Abstract & Commentary

Source: Singer C, et al. A multicenter placebo-controlled trial of melatonin for sleep disturbance in Alzheimer’s disease. Sleep. 2003;26:893-901.

There are considerable anecdotal data suggesting that melatonin may improve sleep. About half of patients with Alzheimer’s disease (AD) experience some form of sleep disruption ranging from night-time awakenings to complete reversal of the diurnal sleep/wake cycle. This may further impair cognitive difficulties. Singer and colleagues carried out a trial of 2 sustained-release doses of melatonin—one moderately high dose of 10 mg and one moderately low dose of 2.5 mg. These were compared to placebo in 157 individual AD patients with sleep disruption who were treated for 2 months. Singer et al, unfortunately, found no significant improvement in objective measures of sleep. Those included sleep duration, sleep maintenance, and day/night sleep ratio.
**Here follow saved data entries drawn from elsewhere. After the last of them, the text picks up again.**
// Copyright (c) The esp-ram-test Contributors
// SPDX-License-Identifier: MIT OR Apache-2.0

//! Loading firmware into device RAM through esptool.
//!
//! esptool renamed its subcommands from `snake_case` to `kebab-case` in version 5. Before loading,
//! [`EsptoolCli`] asks the installed esptool for its version and picks the spelling it
//! understands.

use crate::errors::{EsptoolVersionError, LoadRamError};
use camino::Utf8Path;
use semver::Version;
use std::borrow::Cow;
use tracing::{debug, info, trace};

/// A handle to an esptool executable.
#[derive(Clone, Debug)]
pub struct EsptoolCli {
    esptool: String,
}

impl EsptoolCli {
    /// Creates a new handle to the esptool executable named `esptool`.
    ///
    /// The name is looked up in `PATH` when it isn't a path.
    pub fn new(esptool: impl Into<String>) -> Self {
        Self {
            esptool: esptool.into(),
        }
    }

    /// Runs `esptool version` and works out what the installed esptool supports.
    pub fn capabilities(&self) -> Result<EsptoolCapabilities, EsptoolVersionError> {
        let args = ["version"];
        let command = self.display_command(&args);
        let expression = duct::cmd(self.esptool.as_str(), args);
        trace!("executing command: {command}");

        let output = expression
            .stdout_capture()
            .stderr_capture()
            .unchecked()
            .run()
            .map_err(|err| EsptoolVersionError::Exec {
                command: command.clone(),
                err,
            })?;
        if !output.status.success() {
            return Err(EsptoolVersionError::Failed {
                command,
                status: output.status,
                stderr: String::from_utf8_lossy(&output.stderr).into_owned(),
            });
        }

        let stdout = String::from_utf8_lossy(&output.stdout);
        let version = parse_version_output(&stdout).ok_or_else(|| {
            EsptoolVersionError::NoVersion {
                command,
                output: stdout.into_owned(),
            }
        })?;
        Ok(EsptoolCapabilities::new(version))
    }

    /// Loads a binary into the RAM of the device attached to `request.port` and starts it.
    ///
    /// The device's serial port should already be open so that output produced right after the
    /// binary starts is not lost.
    pub fn load_ram(&self, request: &LoadRamRequest<'_>) -> Result<(), LoadRamError> {
        if !request.binary.exists() {
            return Err(LoadRamError::BinaryNotFound {
                path: request.binary.to_owned(),
            });
        }

        let capabilities = self.capabilities()?;
        debug!(
            "esptool {} uses `{}`",
            capabilities.version(),
            capabilities.load_ram_command()
        );
        let args = request.to_args(&capabilities);
        let command = self.display_command(&args);
        info!("loading {} into RAM of {}", request.binary, request.chip);
        trace!("executing command: {command}");

        let output = duct::cmd(self.esptool.as_str(), args.iter().map(|arg| &**arg))
            .stdout_capture()
            .stderr_capture()
            .unchecked()
            .run()
            .map_err(|err| LoadRamError::Exec {
                command: command.clone(),
                err,
            })?;
        if !output.status.success() {
            debug!("stdout:\n{}", String::from_utf8_lossy(&output.stdout));
            return Err(LoadRamError::Failed {
                command,
                status: output.status,
                stderr: String::from_utf8_lossy(&output.stderr).into_owned(),
            });
        }
        Ok(())
    }

    fn display_command<S: AsRef<str>>(&self, args: &[S]) -> String {
        let words = std::iter::once(self.esptool.as_str()).chain(args.iter().map(AsRef::as_ref));
        shell_words::join(words)
    }
}

/// What the installed esptool supports.
#[derive(Clone, Debug, Eq, PartialEq)]
pub struct EsptoolCapabilities {
    version: Version,
}

impl EsptoolCapabilities {
    /// The first esptool version that spells its subcommands in `kebab-case`.
    pub const KEBAB_CASE_VERSION: Version = Version::new(5, 0, 0);

    /// Creates capabilities for the given esptool version.
    pub fn new(version: Version) -> Self {
        Self { version }
    }

    /// Returns the esptool version.
    pub fn version(&self) -> &Version {
        &self.version
    }

    /// Returns the subcommand that loads a binary into RAM.
    pub fn load_ram_command(&self) -> &'static str {
        // Pre-release builds of 5.0.0 already use the new spelling.
        let release = Version::new(self.version.major, self.version.minor, self.version.patch);
        if release >= Self::KEBAB_CASE_VERSION {
            "load-ram"
        } else {
            "load_ram"
        }
    }
}

/// A request to load a binary into RAM.
#[derive(Clone, Debug)]
pub struct LoadRamRequest<'a> {
    /// The target chip, e.g. `esp32c3`.
    pub chip: &'a str,

    /// The serial port the device is attached to.
    pub port: &'a Utf8Path,

    /// The baud rate to use for the transfer.
    pub baud_rate: u32,

    /// The binary to load.
    pub binary: &'a Utf8Path,
}

impl<'a> LoadRamRequest<'a> {
    fn to_args(&self, capabilities: &EsptoolCapabilities) -> Vec<Cow<'a, str>> {
        vec![
            "--chip".into(),
            self.chip.into(),
            "--port".into(),
            self.port.as_str().into(),
            "--baud".into(),
            self.baud_rate.to_string().into(),
            capabilities.load_ram_command().into(),
            self.binary.as_str().into(),
        ]
    }
}

/// Finds the esptool version in the output of `esptool version`.
///
/// The last whitespace-separated token that looks like a version wins. A leading `v` is accepted,
/// and a missing patch component is treated as zero.
pub fn parse_version_output(output: &str) -> Option<Version> {
    output
        .split_whitespace()
        .rev()
        .find_map(parse_version_token)
}

fn parse_version_token(token: &str) -> Option<Version> {
    let token = token.strip_prefix('v').unwrap_or(token);
    if let Ok(version) = Version::parse(token) {
        return Some(version);
    }
    // esptool has printed two-component versions in the past.
    let (major, minor) = token.split_once('.')?;
    Some(Version::new(major.parse().ok()?, minor.parse().ok()?, 0))
}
These results provide no encouragement for the use of melatonin for sleep disturbance in AD. This is a major clinical problem. At present, the only agents that have been shown to demonstrate some efficacy are more conventional sleep-inducing medications. — M. Flint Beal

Dr. Beal, Professor and Chairman; Department of Neurology; Cornell University Medical College New York, NY, is Editor of Neurology Alert.